Jooyoung Kim, Analyst

I'd like to follow up on capital. Considering the discount on the DRIP and the positive growth outlook, could you provide insights on whether there is any change in your expectations for the ratio after the First Horizon acquisition closes?

Kelvin Tran, CFO

Yes. It's Kevin. No, we don't see any changes.

Operator, Operator

Thank you. And last question is from Darko Mihelic from RBC Capital Markets. Please go ahead.

Darko Mihelic, Analyst

Two questions. One is for Riaz. And I guess the other one is maybe for Kelvin, maybe for Bharat. Just going back to the capital thing for a moment. When you announced the First Horizon deal, you mentioned you terminated the NCIB, which makes sense. But you didn't announce the DRIP then. So what has changed from then until now to sort of make you guys think about employing the DRIP? I mean, I can think of one thing, which is maybe the federal budget, but I would have thought that the environment looked pretty gruesome back then and rate increases were already factored into your thought process. So just want to make sure there isn't anything there that I missed. Like what has actually changed since February to now that says you have to use a DRIP?

Bharat Masrani, CEO

There is a significant amount of uncertainty present, and market volatility is quite intense. We have been cautious in our approach, ensuring that we cover all bases. We prefer to be careful rather than limit our purchases. This strategy seems appropriate given the unpredictable environment we are facing. Since February, circumstances have shifted markedly. The conflict in Europe is ongoing, and energy prices are fluctuating significantly. As is common for us, we aim to be prudent in response to this volatility and uncertainty.

Darko Mihelic, Analyst

Is it too late to hedge now, Bharat?

Bharat Masrani, CEO

It's not been our approach. The natural way we look at it is, it served us well, and I'm sure it will serve us well here as well. So, we are quite comfortable with the approach we've taken. And I think Kelvin has explained to you the accounting. And I know before this deal ends, each one of you are going to become experts in purchase accounting and now exactly what would are the puts and takes on this. But we feel very comfortable. Look at TD's net interest rate sensitivity, if that is what you're worried about, look at First Horizon's net interest sensitivity and then, of course, the accretion that comes after closing. So I think overall, we feel very comfortable, but we want to maintain a particular level of capitalization given the volatility that we, all of us, are experiencing.

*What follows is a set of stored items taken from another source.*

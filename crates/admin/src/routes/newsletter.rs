//! Newsletter route handlers for Klaviyo campaign management.
//!
//! Provides HTTP endpoints for viewing and managing email and SMS campaigns.
//! Super admins have full access; non-super admins have read-only access.

use askama::Template;
use axum::{
    Form, Router,
    extract::{Path, State},
    http::StatusCode,
    response::{Html, IntoResponse, Redirect, Response},
    routing::{get, post},
};
use serde::Deserialize;

use crate::filters;
use crate::middleware::{RequireAdminAuth, RequireSuperAdmin};
use crate::routes::dashboard::AdminUserView;
use crate::services::klaviyo::{
    Campaign, CampaignChannel, CampaignStatus, KlaviyoClient, KlaviyoError, SubscriberStats,
};
use crate::state::AppState;

/// Build the newsletter router.
pub fn router() -> Router<AppState> {
    Router::new()
        .route("/newsletter", get(index))
        .route("/newsletter/campaigns", get(campaigns_list))
        .route(
            "/newsletter/campaigns/new",
            get(campaign_new).post(campaign_create),
        )
        .route("/newsletter/campaigns/{id}", get(campaign_show))
        .route(
            "/newsletter/campaigns/{id}/edit",
            get(campaign_edit).post(campaign_update),
        )
        .route("/newsletter/campaigns/{id}/send", post(campaign_send))
        .route("/newsletter/campaigns/{id}/delete", post(campaign_delete))
        .route("/newsletter/campaigns/{id}/preview", get(campaign_preview))
}

// =============================================================================
// Templates
// =============================================================================

/// Newsletter dashboard template.
#[derive(Template)]
#[template(path = "newsletter/index.html")]
struct NewsletterIndexTemplate {
    admin_user: AdminUserView,
    current_path: String,
    stats: SubscriberStats,
    recent_campaigns: Vec<Campaign>,
}

/// Campaign list template.
#[derive(Template)]
#[template(path = "newsletter/campaigns.html")]
struct CampaignsListTemplate {
    admin_user: AdminUserView,
    current_path: String,
    campaigns: Vec<Campaign>,
    channel_filter: Option<String>,
    status_filter: Option<String>,
}

/// Campaign detail template.
#[derive(Template)]
#[template(path = "newsletter/campaign_show.html")]
struct CampaignShowTemplate {
    admin_user: AdminUserView,
    current_path: String,
    campaign: Campaign,
}

/// Campaign form template (new/edit).
#[derive(Template)]
#[template(path = "newsletter/campaign_form.html")]
struct CampaignFormTemplate {
    admin_user: AdminUserView,
    current_path: String,
    campaign: Option<Campaign>,
    channel: String,
    is_edit: bool,
    error: Option<String>,
}

/// Campaign preview template.
#[derive(Template)]
#[template(path = "newsletter/campaign_preview.html")]
struct CampaignPreviewTemplate {
    admin_user: AdminUserView,
    current_path: String,
    campaign: Campaign,
}

/// Error page template.
#[derive(Template)]
#[template(path = "newsletter/error.html")]
struct NewsletterErrorTemplate {
    admin_user: AdminUserView,
    current_path: String,
    title: String,
    message: String,
    show_config_help: bool,
}

// =============================================================================
// Request Types
// =============================================================================

/// Query parameters for campaign list.
#[derive(Debug, Deserialize)]
pub struct CampaignListQuery {
    channel: Option<String>,
    status: Option<String>,
}

/// Query parameters for new campaign form.
#[derive(Debug, Deserialize)]
pub struct NewCampaignQuery {
    #[serde(default = "default_channel")]
    channel: String,
}

fn default_channel() -> String {
    "email".to_string()
}

/// Form data for creating an email campaign.
#[derive(Debug, Deserialize)]
pub struct CreateEmailCampaignForm {
    name: String,
    subject: String,
    from_email: String,
    from_name: String,
}

/// Form data for updating a campaign.
#[derive(Debug, Deserialize)]
pub struct UpdateCampaignForm {
    name: String,
}

// =============================================================================
// Error Handling
// =============================================================================

/// Newsletter-specific errors.
#[derive(Debug)]
pub enum NewsletterError {
    /// Klaviyo is not configured.
    NotConfigured,
    /// Klaviyo API error.
    Klaviyo(KlaviyoError),
}

impl From<KlaviyoError> for NewsletterError {
    fn from(err: KlaviyoError) -> Self {
        Self::Klaviyo(err)
    }
}

impl IntoResponse for NewsletterError {
    fn into_response(self) -> Response {
        match self {
            Self::NotConfigured => (
                StatusCode::SERVICE_UNAVAILABLE,
                "Newsletter service is not configured. Please set KLAVIYO_API_KEY and KLAVIYO_LIST_ID.",
            )
                .into_response(),
            Self::Klaviyo(err) => {
                let (status, message) = match &err {
                    KlaviyoError::Http(_) => (StatusCode::BAD_GATEWAY, err.to_string()),
                    KlaviyoError::Api { .. } => (StatusCode::BAD_REQUEST, err.to_string()),
                    KlaviyoError::RateLimited(_) => {
                        (StatusCode::TOO_MANY_REQUESTS, err.to_string())
                    }
                    KlaviyoError::NotFound(_) => (StatusCode::NOT_FOUND, err.to_string()),
                    KlaviyoError::Parse(_) => (StatusCode::INTERNAL_SERVER_ERROR, err.to_string()),
                    KlaviyoError::Unauthorized => (StatusCode::UNAUTHORIZED, err.to_string()),
                };
                (status, message).into_response()
            }
        }
    }
}

/// Helper to get the Klaviyo client from app state.
fn get_klaviyo_client(state: &AppState) -> Result<KlaviyoClient, NewsletterError> {
    let config = state
        .config()
        .klaviyo()
        .ok_or(NewsletterError::NotConfigured)?;
    KlaviyoClient::new(config).map_err(NewsletterError::Klaviyo)
}

// =============================================================================
// Route Handlers
// =============================================================================

/// Newsletter dashboard with stats and recent campaigns.
///
/// GET /newsletter
async fn index(
    State(state): State<AppState>,
    RequireAdminAuth(admin): RequireAdminAuth,
) -> Result<impl IntoResponse, NewsletterError> {
    let client = get_klaviyo_client(&state)?;

    // Fetch subscriber stats and recent campaigns
    let subscriber_stats = client.get_subscriber_stats().await?;
    let recent_campaigns = client.list_campaigns(None, None).await?;

    // Take only the 5 most recent
    let recent_campaigns: Vec<_> = recent_campaigns.into_iter().take(5).collect();

    let template = NewsletterIndexTemplate {
        admin_user: AdminUserView::from(&admin),
        current_path: "/newsletter".to_string(),
        stats: subscriber_stats,
        recent_campaigns,
    };

    Ok(Html(template.render().unwrap_or_else(|_| {
        String::from("Error rendering template")
    })))
}

/// List all campaigns with optional filters.
///
/// GET /newsletter/campaigns
async fn campaigns_list(
    State(state): State<AppState>,
    RequireAdminAuth(admin): RequireAdminAuth,
    axum::extract::Query(query): axum::extract::Query<CampaignListQuery>,
) -> Result<impl IntoResponse, NewsletterError> {
    let client = get_klaviyo_client(&state)?;

    let channel_filter = query.channel.as_deref().and_then(|c| match c {
        "email" => Some(CampaignChannel::Email),
        "sms" => Some(CampaignChannel::Sms),
        _ => None,
    });

    let status_filter = query.status.as_deref().and_then(|s| match s {
        "draft" => Some(CampaignStatus::Draft),
        "scheduled" => Some(CampaignStatus::Scheduled),
        "sending" => Some(CampaignStatus::Sending),
        "sent" => Some(CampaignStatus::Sent),
        "cancelled" => Some(CampaignStatus::Cancelled),
        _ => None,
    });

    let campaigns = client.list_campaigns(status_filter, channel_filter).await?;

    let template = CampaignsListTemplate {
        admin_user: AdminUserView::from(&admin),
        current_path: "/newsletter/campaigns".to_string(),
        campaigns,
        channel_filter: query.channel,
        status_filter: query.status,
    };

    Ok(Html(template.render().unwrap_or_else(|_| {
        String::from("Error rendering template")
    })))
}

/// Show campaign creation form.
///
/// GET /newsletter/campaigns/new
async fn campaign_new(
    RequireSuperAdmin(admin): RequireSuperAdmin,
    axum::extract::Query(query): axum::extract::Query<NewCampaignQuery>,
) -> impl IntoResponse {
    let template = CampaignFormTemplate {
        admin_user: AdminUserView::from(&admin),
        current_path: "/newsletter/campaigns/new".to_string(),
        campaign: None,
        channel: query.channel,
        is_edit: false,
        error: None,
    };

    Html(
        template
            .render()
            .unwrap_or_else(|_| String::from("Error rendering template")),
    )
}

/// Create a new campaign.
///
/// POST /newsletter/campaigns/new
async fn campaign_create(
    State(state): State<AppState>,
    RequireSuperAdmin(_admin): RequireSuperAdmin,
    axum::extract::Query(query): axum::extract::Query<NewCampaignQuery>,
    Form(form): Form<CreateEmailCampaignForm>,
) -> Result<Response, NewsletterError> {
    let client = get_klaviyo_client(&state)?;

    let campaign = if query.channel == "sms" {
        // For SMS, the subject field is actually the body
        client
            .create_sms_campaign(&form.name, &form.subject)
            .await?
    } else {
        client
            .create_email_campaign(&form.name, &form.subject, &form.from_email, &form.from_name)
            .await?
    };

    Ok(Redirect::to(&format!("/newsletter/campaigns/{}", campaign.id)).into_response())
}

/// Show campaign details.
///
/// GET /newsletter/campaigns/{id}
async fn campaign_show(
    State(state): State<AppState>,
    RequireAdminAuth(admin): RequireAdminAuth,
    Path(id): Path<String>,
) -> Result<impl IntoResponse, NewsletterError> {
    let client = get_klaviyo_client(&state)?;
    let campaign = client.get_campaign(&id).await?;

    let template = CampaignShowTemplate {
        admin_user: AdminUserView::from(&admin),
        current_path: format!("/newsletter/campaigns/{id}"),
        campaign,
    };

    Ok(Html(template.render().unwrap_or_else(|_| {
        String::from("Error rendering template")
    })))
}

/// Show campaign edit form.
///
/// GET /newsletter/campaigns/{id}/edit
async fn campaign_edit(
    State(state): State<AppState>,
    RequireSuperAdmin(admin): RequireSuperAdmin,
    Path(id): Path<String>,
) -> Result<impl IntoResponse, NewsletterError> {
    let client = get_klaviyo_client(&state)?;
    let campaign = client.get_campaign(&id).await?;

    let template = CampaignFormTemplate {
        admin_user: AdminUserView::from(&admin),
        current_path: format!("/newsletter/campaigns/{id}/edit"),
        channel: "email".to_string(), // Will be determined from campaign
        campaign: Some(campaign),
        is_edit: true,
        error: None,
    };

    Ok(Html(template.render().unwrap_or_else(|_| {
        String::from("Error rendering template")
    })))
}

/// Update an existing campaign.
///
/// POST /newsletter/campaigns/{id}/edit
async fn campaign_update(
    State(state): State<AppState>,
    RequireSuperAdmin(_admin): RequireSuperAdmin,
    Path(id): Path<String>,
    Form(form): Form<UpdateCampaignForm>,
) -> Result<Response, NewsletterError> {
    let client = get_klaviyo_client(&state)?;
    client.update_campaign(&id, Some(&form.name)).await?;

    Ok(Redirect::to(&format!("/newsletter/campaigns/{id}")).into_response())
}

/// Send a campaign immediately.
///
/// POST /newsletter/campaigns/{id}/send
async fn campaign_send(
    State(state): State<AppState>,
    RequireSuperAdmin(_admin): RequireSuperAdmin,
    Path(id): Path<String>,
) -> Result<Response, NewsletterError> {
    let client = get_klaviyo_client(&state)?;
    client.send_campaign(&id).await?;

    Ok(Redirect::to(&format!("/newsletter/campaigns/{id}")).into_response())
}

/// Delete a draft campaign.
///
/// POST /newsletter/campaigns/{id}/delete
async fn campaign_delete(
    State(state): State<AppState>,
    RequireSuperAdmin(_admin): RequireSuperAdmin,
    Path(id): Path<String>,
) -> Result<Response, NewsletterError> {
    let client = get_klaviyo_client(&state)?;
    client.delete_campaign(&id).await?;

    Ok(Redirect::to("/newsletter/campaigns").into_response())
}

/// Preview a campaign.
///
/// GET /newsletter/campaigns/{id}/preview
async fn campaign_preview(
    State(state): State<AppState>,
    RequireAdminAuth(admin): RequireAdminAuth,
    Path(id): Path<String>,
) -> Result<impl IntoResponse, NewsletterError> {
    let client = get_klaviyo_client(&state)?;
    let campaign = client.get_campaign(&id).await?;

    let template = CampaignPreviewTemplate {
        admin_user: AdminUserView::from(&admin),
        current_path: format!("/newsletter/campaigns/{id}/preview"),
        campaign,
    };

    Ok(Html(template.render().unwrap_or_else(|_| {
        String::from("Error rendering template")
    })))
}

Riaz Ahmed, Group Head, Hotel Banking

Thank you for that, Darko. Our total loan portfolio of approximately $4 billion includes corporate lending, prime brokerage securitizations, and similar products. The margin you're interested in is an overall measure of these elements. As our funding costs rise, you may notice that the margin decreases slightly. In some segments, we can adjust the margins fairly rapidly, but the corporate lending segment tends to be the last to respond to these changes. We are committed to managing this portfolio responsibly and pricing it appropriately to support our desired clients while achieving the necessary returns.

Bharat Masrani, CEO

And Darko, you make a good point. While we're very comfortable with our current position, I don’t want to speculate about what could happen in the global markets. So while I won't say it's impossible to change, we're quite confident in the approach we've historically taken and in our current stance in the market cycle based on our observations. We remain very comfortable.

Operator, Operator

Thank you. Your conference has now ended. Please disconnect your lines at this time, and we thank you for your participation.